Psycopg2 With NamedTuple

import psycopg2
from psycopg2 import extras

conn = psycopg2.connect()
cursor = conn.cursor(cursor_factory=extras.NamedTupleCursor)
query = "SELECT id, isbn, title FROM books"

cursor.execute(query)
rows = cursor.fetchall()
for r in rows:
    print(f"{r.id} - {r.isbn} - {r.title}")

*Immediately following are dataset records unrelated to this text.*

impl<B: AudioBackend> PlayerController<B> {
    /// Subscribes to the backend, starts loading the configured source, and
    /// returns the controller.
    pub fn new(config: PlayerConfig, mut backend: B) -> Result<Self> {
        let (tx, rx) = mpsc::channel();
        backend.subscribe(tx);
        backend.load(&config.source)?;

        Ok(Self {
            backend,
            state: PlayerState::new(config.title),
            events: rx,
            initial_volume: config.initial_volume,
        })
    }

    /// The read model consumed by the presentation layer.
    pub fn state(&self) -> &PlayerState {
        &self.state
    }

    /// Flips the playing flag and issues the matching transport call. The
    /// start/pause request is always sent; the backend is idempotent about
    /// its current transport state.
    pub fn toggle_play(&mut self) -> Result<()> {
        if let LoadState::Failed(_) = self.state.load {
            warn!("ignoring toggle_play: track failed to load");
            return Ok(());
        }

        self.state.is_playing = !self.state.is_playing;
        if self.state.is_playing {
            self.backend.play()
        } else {
            self.backend.pause()
        }
    }

    /// Swaps the track source. The old subscription channel is dropped before
    /// the new source loads, so notifications from the previous resource can
    /// never reach this controller.
    pub fn set_track_source(&mut self, source: &str) -> Result<()> {
        debug!("switching source to {}", source);

        self.backend.pause()?;
        let (tx, rx) = mpsc::channel();
        self.backend.subscribe(tx);
        self.events = rx;

        self.state.is_playing = false;
        self.state.current_time = 0.0;
        self.state.duration = 0.0;
        self.state.load = LoadState::Loading;

        self.backend.load(source)
    }

    /// Applies a volume fraction, clamped to [0, 1]. The local field is not
    /// written here; it mirrors the backend's volume-changed notification.
    pub fn set_volume(&mut self, fraction: f32) -> Result<()> {
        self.backend.set_volume(fraction.clamp(0.0, 1.0))
    }

    /// Flips the mute flag. Independent of the playing flag: muting does not
    /// pause.
    pub fn toggle_mute(&mut self) -> Result<()> {
        self.state.is_muted = !self.state.is_muted;
        self.backend.set_muted(self.state.is_muted)
    }

    /// Seeks to `floor(fraction * duration)` seconds, fraction clamped to
    /// [0, 1]. Inert until metadata is known, and after a failed load.
    pub fn seek(&mut self, fraction: f64) -> Result<()> {
        if self.state.load != LoadState::Ready || self.state.duration <= 0.0 {
            return Ok(());
        }

        let seconds = (fraction.clamp(0.0, 1.0) * self.state.duration).floor() as u64;
        self.backend.set_position(seconds)
    }

    /// Seek callback for the presentation layer's timeline bar.
    pub fn seek_click(&mut self, pointer_x: f64, bar: BarBounds) -> Result<()> {
        self.seek(click_fraction(pointer_x, bar))
    }

    /// Volume callback for the presentation layer's volume bar.
    pub fn volume_click(&mut self, pointer_x: f64, bar: BarBounds) -> Result<()> {
        self.set_volume(click_fraction(pointer_x, bar) as f32)
    }

    /// Lets the backend synthesize pending notifications, then drains them.
    /// Call once per frame.
    pub fn tick(&mut self) -> Result<()> {
        self.backend.tick();
        self.process_events()
    }

    /// Drains the subscription channel, applying each notification in
    /// delivery order.
    pub fn process_events(&mut self) -> Result<()> {
        while let Ok(change) = self.events.try_recv() {
            self.apply(change)?;
        }
        Ok(())
    }

    fn apply(&mut self, change: StateChange) -> Result<()> {
        match change {
            StateChange::MetadataLoaded { duration } => {
                debug!("metadata loaded, duration {:.1}s", duration);
                self.state.duration = duration;
                self.state.load = LoadState::Ready;
                self.backend.set_volume(self.initial_volume)?;
            }
            StateChange::PlaybackEnded => {
                self.state.current_time = 0.0;
                self.state.is_playing = false;
            }
            StateChange::PositionChanged { seconds } => {
                self.state.current_time = seconds;
            }
            StateChange::VolumeChanged { volume } => {
                self.state.volume = volume;
            }
            StateChange::LoadFailed { message } => {
                error!("track load failed: {}", message);
                self.state.is_playing = false;
                self.state.load = LoadState::Failed(message);
            }
        }
        Ok(())
    }
}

Or another version of psycopg

Psycopg3 With Dataclass

import psycopg
from dataclasses import dataclass
from psycopg.rows import class_row

@dataclass
class Books:
    id: int
    isbn: str
    title: str

conn = psycopg.connect()
cursor = conn.cursor(row_factory=class_row(Books))
query = "SELECT id, isbn, title FROM books"

cursor.execute(query)
rows = cursor.fetchall()
for r in rows:
    print(f"{r.id} - {r.isbn} - {r.title}")

So which one is better?

I tried small benchmark and found out:

sqlite

Default:
11946 function calls in 0.157 seconds

sqlite3.Row:
11946 function calls in 0.165 seconds

Dataclass:
52279 function calls in 0.231 seconds

Psycopg

Default:
78624 function calls in 0.521 seconds

DictRow:
288642 function calls in 0.578 seconds

Dataclass/class_row:
288983 function calls in 0.569 seconds

So for sqlite I prefer sqlite3.Row, and for postgre I think class_row/dataclass is good enough.